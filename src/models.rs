//! Core data types for the timetable solver.

use chrono::Weekday;
use serde::{Deserialize, Serialize};
use std::collections::BTreeMap;
use std::fmt;
use std::str::FromStr;

use crate::validation::ValidationError;

/// A clock time in HHMM form (e.g. `0800`, `1630`).
///
/// Construction validates the hour and minute, so downstream block
/// arithmetic never sees a malformed time. Serialized as a zero-padded
/// 4-digit string, matching the catalog wire format.
#[derive(Clone, Copy, Debug, PartialEq, Eq, PartialOrd, Ord, Hash, Serialize, Deserialize)]
#[serde(try_from = "String", into = "String")]
pub struct SlotTime(u16);

impl SlotTime {
    /// Create from an HHMM integer (e.g. `1630` for 4:30pm).
    pub fn new(hhmm: u16) -> Result<Self, ValidationError> {
        if hhmm / 100 > 23 || hhmm % 100 > 59 {
            return Err(ValidationError::InvalidTime(format!("{:04}", hhmm)));
        }
        Ok(Self(hhmm))
    }

    /// Hour component (0-23).
    #[inline]
    pub fn hour(self) -> u16 {
        self.0 / 100
    }

    /// Minute component (0-59).
    #[inline]
    pub fn minute(self) -> u16 {
        self.0 % 100
    }
}

impl FromStr for SlotTime {
    type Err = ValidationError;

    fn from_str(s: &str) -> Result<Self, Self::Err> {
        if s.len() != 4 || !s.bytes().all(|b| b.is_ascii_digit()) {
            return Err(ValidationError::InvalidTime(s.to_string()));
        }
        let hhmm: u16 = s
            .parse()
            .map_err(|_| ValidationError::InvalidTime(s.to_string()))?;
        Self::new(hhmm)
    }
}

impl TryFrom<String> for SlotTime {
    type Error = ValidationError;

    fn try_from(s: String) -> Result<Self, Self::Error> {
        s.parse()
    }
}

impl From<SlotTime> for String {
    fn from(t: SlotTime) -> Self {
        t.to_string()
    }
}

impl fmt::Display for SlotTime {
    fn fmt(&self, f: &mut fmt::Formatter<'_>) -> fmt::Result {
        write!(f, "{:04}", self.0)
    }
}

/// One fixed weekly occurrence of a class.
///
/// Immutable once ingested. Field names on the wire match the catalog
/// JSON (`startTime`, `lessonType`, ...).
#[derive(Clone, Debug, PartialEq, Eq, Serialize, Deserialize)]
pub struct TimeSlot {
    #[serde(with = "weekday_name")]
    pub day: Weekday,
    #[serde(rename = "startTime")]
    pub start: SlotTime,
    #[serde(rename = "endTime")]
    pub end: SlotTime,
    #[serde(rename = "lessonType")]
    pub lesson_type: String,
    #[serde(rename = "classNo")]
    pub class_no: String,
}

impl TimeSlot {
    /// Copy of this slot with its duration collapsed to zero
    /// (`end == start`). Used for the whitelist relaxation.
    pub fn zeroed(&self) -> Self {
        Self {
            end: self.start,
            ..self.clone()
        }
    }
}

/// Serde shim mapping `chrono::Weekday` to the catalog's full English
/// day names ("Monday" .. "Sunday").
pub(crate) mod weekday_name {
    use chrono::Weekday;
    use serde::{de, Deserialize, Deserializer, Serializer};

    pub fn full_name(day: Weekday) -> &'static str {
        match day {
            Weekday::Mon => "Monday",
            Weekday::Tue => "Tuesday",
            Weekday::Wed => "Wednesday",
            Weekday::Thu => "Thursday",
            Weekday::Fri => "Friday",
            Weekday::Sat => "Saturday",
            Weekday::Sun => "Sunday",
        }
    }

    pub fn serialize<S: Serializer>(day: &Weekday, ser: S) -> Result<S::Ok, S::Error> {
        ser.serialize_str(full_name(*day))
    }

    pub fn deserialize<'de, D: Deserializer<'de>>(de: D) -> Result<Weekday, D::Error> {
        let s = String::deserialize(de)?;
        s.parse()
            .map_err(|_| de::Error::custom(format!("unknown day name: {}", s)))
    }
}

/// Solver input: course code -> class type -> class number -> weekly slots.
///
/// `BTreeMap` keys give a deterministic discovery order (lexicographic),
/// which is the MRV tie-break order and the option iteration order.
pub type CourseMap = BTreeMap<String, BTreeMap<String, BTreeMap<String, Vec<TimeSlot>>>>;

/// Relaxation list: course code -> class-type abbreviations whose clash
/// constraints are waived for that course.
pub type Whitelist = BTreeMap<String, Vec<String>>;

/// One selected class in a feasible schedule, carrying the true
/// (unrelaxed) weekly slots.
#[derive(Clone, Debug, PartialEq, Eq, Serialize, Deserialize)]
pub struct Assignment {
    #[serde(rename = "courseCode")]
    pub course_code: String,
    #[serde(rename = "classNo")]
    pub class_no: String,
    pub timeslots: Vec<TimeSlot>,
}

/// Abbreviation for a catalog class-type name, per the catalog's fixed
/// naming convention. `None` for names outside the vocabulary.
pub fn class_type_abbr(class_type: &str) -> Option<&'static str> {
    let abbr = match class_type {
        "Design Lecture" => "DLEC",
        "Laboratory" => "LAB",
        "Lecture" => "LEC",
        "Packaged Lecture" => "PLEC",
        "Packaged Tutorial" => "PTUT",
        "Recitation" => "REC",
        "Sectional Teaching" => "SEC",
        "Seminar-Style Module Class" => "SEM",
        "Tutorial" => "TUT",
        "Tutorial Type 2" => "TUT2",
        "Tutorial Type 3" => "TUT3",
        "Workshop" => "WS",
        _ => return None,
    };
    Some(abbr)
}

/// Whether `abbr` belongs to the fixed class-type abbreviation vocabulary.
pub fn is_known_abbr(abbr: &str) -> bool {
    matches!(
        abbr,
        "DLEC"
            | "LAB"
            | "LEC"
            | "PLEC"
            | "PTUT"
            | "REC"
            | "SEC"
            | "SEM"
            | "TUT"
            | "TUT2"
            | "TUT3"
            | "WS"
    )
}

#[cfg(test)]
mod tests {
    use super::*;

    #[test]
    fn test_slot_time_parse_and_format() {
        let t: SlotTime = "0815".parse().unwrap();
        assert_eq!(t.hour(), 8);
        assert_eq!(t.minute(), 15);
        assert_eq!(t.to_string(), "0815");

        let midnight: SlotTime = "0000".parse().unwrap();
        assert_eq!(midnight.to_string(), "0000");
    }

    #[test]
    fn test_slot_time_rejects_malformed() {
        for bad in ["2400", "0860", "800", "08150", "8am.", "", "ab00"] {
            assert!(
                bad.parse::<SlotTime>().is_err(),
                "expected {:?} to be rejected",
                bad
            );
        }
        assert!(SlotTime::new(2515).is_err());
    }

    #[test]
    fn test_timeslot_json_round_trip() {
        let json = r#"{
            "day": "Monday",
            "startTime": "0800",
            "endTime": "1000",
            "lessonType": "Lecture",
            "classNo": "L1"
        }"#;
        let slot: TimeSlot = serde_json::from_str(json).unwrap();
        assert_eq!(slot.day, Weekday::Mon);
        assert_eq!(slot.start, SlotTime::new(800).unwrap());
        assert_eq!(slot.end, SlotTime::new(1000).unwrap());
        assert_eq!(slot.lesson_type, "Lecture");
        assert_eq!(slot.class_no, "L1");

        let back = serde_json::to_value(&slot).unwrap();
        assert_eq!(back["day"], "Monday");
        assert_eq!(back["startTime"], "0800");
    }

    #[test]
    fn test_timeslot_rejects_unknown_day() {
        let json = r#"{
            "day": "Notaday",
            "startTime": "0800",
            "endTime": "1000",
            "lessonType": "Lecture",
            "classNo": "L1"
        }"#;
        assert!(serde_json::from_str::<TimeSlot>(json).is_err());
    }

    #[test]
    fn test_zeroed_keeps_metadata() {
        let slot = TimeSlot {
            day: Weekday::Tue,
            start: SlotTime::new(1400).unwrap(),
            end: SlotTime::new(1600).unwrap(),
            lesson_type: "Tutorial".to_string(),
            class_no: "T05".to_string(),
        };
        let zeroed = slot.zeroed();
        assert_eq!(zeroed.start, zeroed.end);
        assert_eq!(zeroed.start, slot.start);
        assert_eq!(zeroed.class_no, "T05");
        assert_eq!(zeroed.lesson_type, "Tutorial");
    }

    #[test]
    fn test_class_type_abbr() {
        assert_eq!(class_type_abbr("Lecture"), Some("LEC"));
        assert_eq!(class_type_abbr("Sectional Teaching"), Some("SEC"));
        assert_eq!(class_type_abbr("Pop Quiz"), None);
    }

    #[test]
    fn test_known_abbrs() {
        for abbr in ["LEC", "TUT", "REC", "LAB", "SEM", "WS", "TUT3"] {
            assert!(is_known_abbr(abbr));
        }
        assert!(!is_known_abbr("LECTURE"));
        assert!(!is_known_abbr("lec"));
    }
}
—————
> **Work to be completed**
What you output must be the lines from the opening of the material above up to and including the line with "so downstream block", reproduced exactly.

> **Answer for this exercise**
filename src/models.rs
//! Core data types for the timetable solver.

use chrono::Weekday;
use serde::{Deserialize, Serialize};
use std::collections::BTreeMap;
use std::fmt;
use std::str::FromStr;

use crate::validation::ValidationError;

/// A clock time in HHMM form (e.g. `0800`, `1630`).
///
/// Construction validates the hour and minute, so downstream block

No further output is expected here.